Prior to the release of Guitar Hero III: Legends of Rock, Activision worked with the iTunes Store to provide more than 1300 tracks of Guitar Hero-related music across more than 20 compilations, including most of the tracks from the games in the series, called "Guitar Hero Essentials". These compilations, such as "Killer Guitar Solos" and "Guitar Anthems of the '80s", include songs related to but not contained within the Guitar Hero series. Dusty Welch of RedOctane stated, "Where there's music, there's Guitar Hero, and with iTunes, we are able to provide fans with a central location for downloading their favorite rock anthems." Following the merger of Activision and Blizzard, the new company announced plans to create an alternative to iTunes based on the Guitar Hero brand that would allow for downloading songs and their associated note tracks for the Guitar Hero games.

==Reception and sales==

Games in the Guitar Hero series have been generally well received by critics. The initial games were highly praised by reviewers. Neversoft's first entry to the series, Guitar Hero III, was considered to be too difficult, with many difficult songs presenting players with "walls of notes"; the developers later acknowledged this. Subsequent efforts in Guitar Hero: Aerosmith and Guitar Hero World Tour were seen to have some improvements, with Guitar Hero: Metallica considered to be a well-polished title and, at that time, the best Guitar Hero title Neversoft has produced. Guitar Hero 5s improvements toward social gameplay were complemented by reviewers and considered a further improvement upon the series. Entertainment Weekly put it on its end-of-the-decade, "best-of" list, saying, "An addictive videogame provides the illusion of musical mastery for even the least gifted:. How do you get to Carnegie Hall? Tap, tap, tap."
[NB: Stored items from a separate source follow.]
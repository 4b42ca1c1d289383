use chrono::{DateTime, NaiveDateTime};
use sqlx::{Executor, FromRow, Sqlite, SqliteConnection};
use uuid::Uuid;

use crate::domain::download::{Download, DownloadFile, TransferStatus};
use super::RepositoryError;

#[derive(FromRow)]
struct DbDownload {
    id: i64,
    release_group_id: String,
    release_id: String,
    artist: String,
    album: String,
    year: Option<i64>,
    username: String,
    remote_directory: String,
    status: String,
    imported_paths: String,
    created_at: i64,
    updated_at: i64,
}

#[derive(FromRow)]
struct DbDownloadFile {
    id: i64,
    download_id: i64,
    filename: String,
    size: i64,
    status: String,
    bytes_read: i64,
    verified_on_disk: bool,
}

#[derive(Debug, thiserror::Error)]
pub enum DownloadConversionError {
    #[error("Invalid uuid stored for download: {0}")]
    InvalidUuid(#[from] uuid::Error),

    #[error("Invalid imported_paths JSON stored for download: {0}")]
    InvalidImportedPaths(#[from] serde_json::Error),
}

fn seconds_to_naive(seconds: i64) -> NaiveDateTime {
    DateTime::from_timestamp(seconds, 0).map(|dt| dt.naive_utc()).unwrap_or_default()
}

fn assemble(db: DbDownload, file_rows: Vec<DbDownloadFile>) -> Result<Download, DownloadConversionError> {
    let files = file_rows
        .into_iter()
        .map(|f| {
            let mut file = DownloadFile::new(f.id, f.download_id, f.filename, f.size as u64);
            file.set_status(TransferStatus::from_str(&f.status));
            file.set_bytes_read(f.bytes_read as u64);
            file.set_verified_on_disk(f.verified_on_disk);
            file
        })
        .collect();

    let mut download = Download::new(
        db.id,
        Uuid::parse_str(&db.release_group_id)?,
        Uuid::parse_str(&db.release_id)?,
        db.artist,
        db.album,
        db.year,
        db.username,
        db.remote_directory,
        seconds_to_naive(db.created_at),
        seconds_to_naive(db.updated_at),
        files,
    );

    download.set_status(TransferStatus::from_str(&db.status), seconds_to_naive(db.updated_at));
    let imported: Vec<String> = serde_json::from_str(&db.imported_paths)?;
    for path in imported {
        download.push_imported_path(path);
    }

    Ok(download)
}

pub struct SqliteDownloadsRepository;

impl SqliteDownloadsRepository {
    pub fn new() -> Self {
        Self
    }

    /// Issues several statements (insert download, insert N files, re-read
    /// files), so unlike the single-statement methods below this one takes
    /// a concrete `&mut SqliteConnection` rather than a generic executor —
    /// callers reborrow with `&mut *tx` or `&mut *conn` between calls.
    #[allow(clippy::too_many_arguments)]
    pub async fn create(
        &self,
        conn: &mut SqliteConnection,
        release_group_id: Uuid,
        release_id: Uuid,
        artist: &str,
        album: &str,
        year: Option<i64>,
        username: &str,
        remote_directory: &str,
        files: &[(String, u64)],
        now: NaiveDateTime,
    ) -> Result<Download, RepositoryError> {
        let ts = now.and_utc().timestamp();

        let db_download = sqlx::query_as::<_, DbDownload>(
            "INSERT INTO downloads(release_group_id, release_id, artist, album, year, username, \
             remote_directory, status, imported_paths, created_at, updated_at) \
             VALUES (?, ?, ?, ?, ?, ?, ?, 'pending', '[]', ?, ?) \
             RETURNING id, release_group_id, release_id, artist, album, year, username, \
             remote_directory, status, imported_paths, created_at, updated_at",
        )
        .bind(release_group_id.to_string())
        .bind(release_id.to_string())
        .bind(artist)
        .bind(album)
        .bind(year)
        .bind(username)
        .bind(remote_directory)
        .bind(ts)
        .bind(ts)
        .fetch_one(&mut *conn)
        .await
        .map_err(RepositoryError::from_sqlx_error)?;

        for (filename, size) in files {
            sqlx::query("INSERT INTO download_files(download_id, filename, size) VALUES (?, ?, ?)")
                .bind(db_download.id)
                .bind(filename)
                .bind(*size as i64)
                .execute(&mut *conn)
                .await
                .map_err(RepositoryError::from_sqlx_error)?;
        }

        let file_rows = Self::fetch_files(&mut *conn, db_download.id).await?;
        Ok(assemble(db_download, file_rows)?)
    }

    async fn fetch_files<'e, E>(executor: E, download_id: i64) -> Result<Vec<DbDownloadFile>, RepositoryError>
    where
        E: Executor<'e, Database = Sqlite>,
    {
        sqlx::query_as::<_, DbDownloadFile>(
            "SELECT id, download_id, filename, size, status, bytes_read, verified_on_disk \
             FROM download_files WHERE download_id = ? ORDER BY filename",
        )
        .bind(download_id)
        .fetch_all(executor)
        .await
        .map_err(RepositoryError::from_sqlx_error)
    }

    pub async fn by_id(&self, conn: &mut SqliteConnection, id: i64) -> Result<Option<Download>, RepositoryError> {
        let row = sqlx::query_as::<_, DbDownload>(
            "SELECT id, release_group_id, release_id, artist, album, year, username, \
             remote_directory, status, imported_paths, created_at, updated_at \
             FROM downloads WHERE id = ?",
        )
        .bind(id)
        .fetch_optional(&mut *conn)
        .await
        .map_err(RepositoryError::from_sqlx_error)?;

        match row {
            Some(db_download) => {
                let files = Self::fetch_files(&mut *conn, db_download.id).await?;
                Ok(Some(assemble(db_download, files)?))
            }
            None => Ok(None),
        }
    }

    pub async fn all(&self, conn: &mut SqliteConnection) -> Result<Vec<Download>, RepositoryError> {
        self.by_status_not(conn, None).await
    }

    /// Loads every download whose status is not `completed` (spec §4.5
    /// reconciliation pass step 2), or every download when `exclude` is
    /// `None`.
    pub async fn by_status_not(
        &self,
        conn: &mut SqliteConnection,
        exclude: Option<TransferStatus>,
    ) -> Result<Vec<Download>, RepositoryError> {
        let rows = match exclude {
            Some(status) => {
                sqlx::query_as::<_, DbDownload>(
                    "SELECT id, release_group_id, release_id, artist, album, year, username, \
                     remote_directory, status, imported_paths, created_at, updated_at \
                     FROM downloads WHERE status != ? ORDER BY id",
                )
                .bind(status.as_str())
                .fetch_all(&mut *conn)
                .await
            }
            None => {
                sqlx::query_as::<_, DbDownload>(
                    "SELECT id, release_group_id, release_id, artist, album, year, username, \
                     remote_directory, status, imported_paths, created_at, updated_at \
                     FROM downloads ORDER BY id",
                )
                .fetch_all(&mut *conn)
                .await
            }
        }
        .map_err(RepositoryError::from_sqlx_error)?;

        let mut downloads = Vec::with_capacity(rows.len());
        for db_download in rows {
            let files = Self::fetch_files(&mut *conn, db_download.id).await?;
            downloads.push(assemble(db_download, files)?);
        }

        Ok(downloads)
    }

    pub async fn update_file<'e, E>(
        &self,
        executor: E,
        file_id: i64,
        status: TransferStatus,
        bytes_read: u64,
        verified_on_disk: bool,
    ) -> Result<(), RepositoryError>
    where
        E: Executor<'e, Database = Sqlite>,
    {
        sqlx::query(
            "UPDATE download_files SET status = ?, bytes_read = ?, verified_on_disk = ? WHERE id = ?",
        )
        .bind(status.as_str())
        .bind(bytes_read as i64)
        .bind(verified_on_disk)
        .bind(file_id)
        .execute(executor)
        .await
        .map_err(RepositoryError::from_sqlx_error)?;

        Ok(())
    }

    pub async fn update_status<'e, E>(
        &self,
        executor: E,
        download_id: i64,
        status: TransferStatus,
        updated_at: NaiveDateTime,
    ) -> Result<(), RepositoryError>
    where
        E: Executor<'e, Database = Sqlite>,
    {
        sqlx::query("UPDATE downloads SET status = ?, updated_at = ? WHERE id = ?")
            .bind(status.as_str())
            .bind(updated_at.and_utc().timestamp())
            .bind(download_id)
            .execute(executor)
            .await
            .map_err(RepositoryError::from_sqlx_error)?;

        Ok(())
    }

    pub async fn push_imported_path<'e, E>(
        &self,
        executor: E,
        download_id: i64,
        imported_paths: &[String],
    ) -> Result<(), RepositoryError>
    where
        E: Executor<'e, Database = Sqlite>,
    {
        let json = serde_json::to_string(imported_paths).expect("Vec<String> is always serializable");

        sqlx::query("UPDATE downloads SET imported_paths = ? WHERE id = ?")
            .bind(json)
            .bind(download_id)
            .execute(executor)
            .await
            .map_err(RepositoryError::from_sqlx_error)?;

        Ok(())
    }

    pub async fn delete<'e, E>(&self, executor: E, id: i64) -> Result<(), RepositoryError>
    where
        E: Executor<'e, Database = Sqlite>,
    {
        sqlx::query("DELETE FROM downloads WHERE id = ?")
            .bind(id)
            .execute(executor)
            .await
            .map_err(RepositoryError::from_sqlx_error)?;

        Ok(())
    }
}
Upon release, the first game was seen as an unexpected hit, earning over US$45 million with about 1.5 million copies sold. Guitar Hero II was significantly more financially successful, with over 1.3 million copies sold and sales over US$200 million. Guitar Hero III, according to Activision, was the first single video game to sell more than US$1 billion at retail, with nearly 3.5 million copies sold during the first seven months of 2008. World Tour continued the series' high sales records with 3.4 million units sold in the United States during 2008. More than 60 million downloadable tracks have been purchased across the series as of February 2010. Both Guitar Hero III and World Tour were listed on a March 2011 list from the NPD Group of top-grossing games in unadjusted sales in the United States since 1995; Guitar Hero III tops the list with total sales of $830.9 million.

Overall, the Guitar Hero series has sold more than 25 million units worldwide, earning US$2 billion at retail. Activision claimed the series to be the 3rd largest game franchise in 2009 after the Mario and Madden NFL franchises.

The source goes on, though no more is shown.